Language columnOpinioni
AuthorGiulia Zoli
Date 02 febbraio 2012

Undicimila metri quadrati di mare per produrre l’l per cento della benzina consumata negli Stati Uniti. Siete sicuri?, scrive un lettore. È un’affermazione insostenibile, osserva un altro. Hanno ragione: l’articolo di Science citato a pagina 87 nello scorso numero parlava di chilometri quadrati, non metri. I numeri sono tra i nostri errori più frequenti. Nelle ultime dieci settimane abbiamo dovuto correggerli quattro volte. Non siamo i soli. Recentemente Philip B. Corbett, incaricato della revisione dei testi al New York Times, ha richiamato all’ordine i colleghi: Non diremmo mai mille’ per dire uno’. Allora perché scriviamo miliardi’ invece di milioni’? Il coefficiente di errore è lo stesso.
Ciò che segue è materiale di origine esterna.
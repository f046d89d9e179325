//! Custom-indicator picker section.
//!
//! Replaces the default filled indicator with an underline drawn by a
//! caller-supplied closure, and shares the gender selection with the
//! default picker above it: two controls, one binding.

use ratatui::{
    Frame,
    layout::{Constraint, Layout, Rect},
    style::{Style, Stylize},
    text::{Line, Span},
};
use segpick::{PickerState, PickerStyle, SegmentedPicker};

use crate::app::{Gender, PICKER_UNDERLINE};
use crate::events::Action;
use crate::tui::interaction::InteractionRegistry;
use crate::tui::theme::*;

/// Render the custom-indicator picker over the shared gender selection.
pub fn render_underline_picker(
    frame: &mut Frame,
    area: Rect,
    gender: Gender,
    state: &mut PickerState,
    interactions: &mut InteractionRegistry,
    focused: bool,
) {
    let layout = Layout::vertical([Constraint::Length(1), Constraint::Length(2)]).split(area);

    let marker = if focused { "▸ " } else { "  " };
    let title_style = if focused {
        Style::new().fg(ACCENT_MINT).bold()
    } else {
        Style::new().fg(TEXT_DIM)
    };
    frame.render_widget(
        Line::from(vec![
            Span::styled(marker, title_style),
            Span::styled("Custom indicator (same selection)", title_style),
        ]),
        layout[0],
    );

    // Two borderless rows: labels on the top one, the underline indicator
    // on the bottom one.
    let picker = SegmentedPicker::new(&Gender::ALL, &gender, move |item| {
        let style = if *item == gender {
            Style::new().fg(ACCENT_MINT).bold()
        } else {
            Style::new().fg(TEXT_DIM)
        };
        Line::from(Span::styled(item.label(), style))
    })
    .style(
        PickerStyle::default()
            .height(2)
            .background_color(CONTROL_BG),
    )
    .indicator(|rect, buf| {
        let y = rect.bottom().saturating_sub(1);
        for x in rect.left()..rect.right() {
            if let Some(cell) = buf.cell_mut((x, y)) {
                cell.set_symbol("▔").set_fg(ACCENT_MINT);
            }
        }
    });

    for index in 0..Gender::ALL.len() {
        if let Some(slot) = picker.slot_area(layout[1], index) {
            interactions.register_click(
                "underline_slot",
                slot.into(),
                Action::SelectSegment {
                    picker: PICKER_UNDERLINE,
                    index,
                },
            );
        }
    }

    frame.render_stateful_widget(picker, layout[1], state);
}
Un numero sbagliato fa crollare la credibilità di un articolo e suggerisce che chi l’ha scritto non ci ha riflettuto neanche un secondo. Serve un cambiamento culturale, scrive il garante dei lettori del Guardian, Chris Elliott. Il problema, secondo lui, è che la matematica non è considerata una competenza giornalistica. I giornalisti, però, non hanno mai avuto tanti strumenti per fare verifiche: in rete c’è tutto, dalle banche dati delle organizzazioni internazionali ai convertitori che trasformano velocemente piedi in metri, once in chilogrammi e dollari in euro.